As the train emerged from the ground, she watched as snow hit the window pane. She was not looking forward to walking through the snow but watching it from the warm indoors was just lovely. As she turned to do her routine check-in with the man, she noticed he had now moved several seats closer to her. He gave her a smile to acknowledge his act. Letting her know she was responsible for it. Her smile was shy in response but unmistakable. She turned back to the window to watch the snow. She caught a glimpse of herself in the window. Trying to be inconspicuous, she inspected her half-formed image for any glaring faults, fly-aways, or smudged eyeliner. She concluded that she was reasonably presentable.

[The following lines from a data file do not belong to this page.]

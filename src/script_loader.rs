//! Loading of `.rhai` request scripts.
//!
//! A script binds `url`, optionally `params`, `headers` and `payload` (or `data`), and ends with
//! a line like `let response = requests.post(url, #{ headers: headers, data: payload });`.
//! The bindings are obtained by evaluating the script in a sandboxed engine where `requests` is
//! an inert stub, the verb is taken from the source text without evaluating anything.

use std::fs;
use std::path::Path;

use log::debug;
use once_cell::sync::Lazy;
use regex::Regex;
use rhai::{Dynamic, Engine, Scope};
use serde_json::Value;

use crate::errors::{Result, TunerError};
use crate::http_request::{Body, HttpMethod, RequestDefinition, StringMap};

pub const SCRIPT_EXTENSION: &str = "rhai";

/// Identifier the scripts use for the http client.
pub const HTTP_CLIENT_IDENT: &str = "requests";

const MAX_OPERATIONS: u64 = 100_000;

static RESPONSE_CALL: Lazy<Regex> = Lazy::new(|| {
    Regex::new(r"(?m)^[ \t]*(?:let[ \t]+)?response[ \t]*=[ \t]*([A-Za-z_][A-Za-z0-9_]*)[ \t]*\.[ \t]*([A-Za-z_][A-Za-z0-9_]*)[ \t]*\(")
        .unwrap()
});

/// Stand-in for the http client while a script is evaluated, every call returns `()`.
#[derive(Debug, Clone, Copy)]
struct HttpClientStub;

/// Finds the verb of the first `response = requests.<verb>(...)` assignment.
///
/// Falls back to `GET` when there is no such line, when the receiver is not the http client or
/// when the verb is not supported.
pub fn detect_method(source: &str) -> HttpMethod {
    for captures in RESPONSE_CALL.captures_iter(source) {
        if &captures[1] != HTTP_CLIENT_IDENT {
            continue;
        }
        if let Some(method) = HttpMethod::from_verb(&captures[2]) {
            return method;
        }
    }
    debug!("no '{}' call assigned to response, defaulting to GET", HTTP_CLIENT_IDENT);
    return HttpMethod::Get;
}

pub struct ScriptEngine {
    engine: Engine,
}

impl ScriptEngine {
    pub fn new() -> ScriptEngine {
        let mut engine = Engine::new();
        engine.set_max_operations(MAX_OPERATIONS);
        engine.set_max_expr_depths(64, 32);
        engine.on_print(|text| debug!("script: {}", text));
        engine.register_type_with_name::<HttpClientStub>("HttpClient");
        for method in HttpMethod::ALL {
            for verb in [method.as_str().to_lowercase(), method.as_str().to_string()] {
                engine.register_fn(verb.as_str(), |_: HttpClientStub, _: Dynamic| ());
                engine.register_fn(verb.as_str(), |_: HttpClientStub, _: Dynamic, _: Dynamic| ());
                engine.register_fn(verb.as_str(), |_: HttpClientStub, _: Dynamic, _: Dynamic, _: Dynamic| ());
                engine.register_fn(
                    verb.as_str(),
                    |_: HttpClientStub, _: Dynamic, _: Dynamic, _: Dynamic, _: Dynamic| (),
                );
            }
        }
        return ScriptEngine { engine };
    }

    pub fn load(&self, path: &Path) -> Result<RequestDefinition> {
        let source = fs::read_to_string(path).map_err(|e| TunerError::script_load(path, e))?;
        let name = path
            .file_stem()
            .map(|stem| stem.to_string_lossy().to_string())
            .ok_or_else(|| TunerError::script_load(path, "no file name"))?;
        let mut definition = self.evaluate(&name, &source).map_err(|reason| TunerError::script_load(path, reason))?;
        definition.source = Some(path.to_path_buf());
        debug!("loaded {} ({} {}) from {}", definition.name, definition.method, definition.url, path.display());
        return Ok(definition);
    }

    /// Evaluates `source` and builds the definition from its global bindings.
    pub fn evaluate(&self, name: &str, source: &str) -> std::result::Result<RequestDefinition, String> {
        let ast = self.engine.compile(source).map_err(|e| e.to_string())?;
        let mut scope = Scope::new();
        scope.push(HTTP_CLIENT_IDENT, HttpClientStub);
        self.engine.run_ast_with_scope(&mut scope, &ast).map_err(|e| e.to_string())?;

        let url = match scope.get_value::<Dynamic>("url") {
            None => return Err("missing required binding 'url'".to_string()),
            Some(value) => value.into_string().map_err(|t| format!("'url' must be a string, found {}", t))?,
        };
        let url = url.parse::<reqwest::Url>().map_err(|e| format!("{:?} @ '{}'", e, url))?;

        let params = string_map(&scope, "params")?;
        let headers = string_map(&scope, "headers")?;
        let body = match binding(&scope, "payload")? {
            Value::Null => Body::from_value(binding(&scope, "data")?),
            payload => Body::from_value(payload),
        };

        let mut definition = RequestDefinition::new(name, detect_method(source), url)
            .with_params(params)
            .with_headers(headers);
        definition.body = body;
        return Ok(definition);
    }
}

impl Default for ScriptEngine {
    fn default() -> Self {
        ScriptEngine::new()
    }
}

fn binding(scope: &Scope, name: &str) -> std::result::Result<Value, String> {
    return match scope.get_value::<Dynamic>(name) {
        None => Ok(Value::Null),
        Some(value) => rhai::serde::from_dynamic::<Value>(&value).map_err(|e| format!("'{}': {}", name, e)),
    };
}

fn string_map(scope: &Scope, name: &str) -> std::result::Result<StringMap, String> {
    return match binding(scope, name)? {
        Value::Null => Ok(StringMap::new()),
        Value::Object(map) => Ok(map
            .into_iter()
            .filter_map(|(key, value)| match value {
                Value::Null => None,
                Value::String(text) => Some((key, text)),
                other => Some((key, other.to_string())),
            })
            .collect()),
        other => Err(format!("'{}' must be an object map, found {}", name, other)),
    };
}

Several stops later, she noticed how close to her stop they were. She also noticed how close he was to her. She could now see his eyes clearer. They were green... maybe hazel. Whichever colour they were, they made him look like an honest man. They were large and reflected the train's lights in an almost cartoonish way. She could also smell him. Clearly, he had overdone the cologne, but she didn't mind the pungent musky odour he was emitting. The smell was how she thought a man should smell. She worried that she would have to get off the train first. In which case, she didn't know what she would do. She could initiate conversation but that wasn't really a skill she had. Men made her nervous. She had never outgrown that adolescent discomfort.  If he got off first, he would have to make the first move. Would he?

As they approached the 18th avenue stop, he stood up and walked to the doorway. She was overjoyed, she didn't imagine forty minutes after their initial glances, they would be then getting off at the same place. This was perfect. She knew he felt the same when she stood up and waited by the door next to him. His smile was all-revealing.

The train came to a halt and the doors opened. They exited the automatic doors and he placed a cigarette between his lips. He turned to her. "You look just like my friend's sister." He continued speaking for a bit but his words were incoherent through the cigarette in his mouth. She just smiled, excited by the conversation that was finally taking place. The one she had been waiting for the entire ride.

"Are you related to this guy named Lorenzo in the area?"

He had a certain air of confidence and disinterest that told her he was a true Italian Brooklynite. She shook her head.

"You look so much like her. It was driving me nuts the whole train ride."

He walked through the exit door. Without looking back at her, he shouted, "All right. Have a good night!"

His pace sped up as he walked in the opposite direction from her own.

She stopped walking and said under her breath, "What the hell?"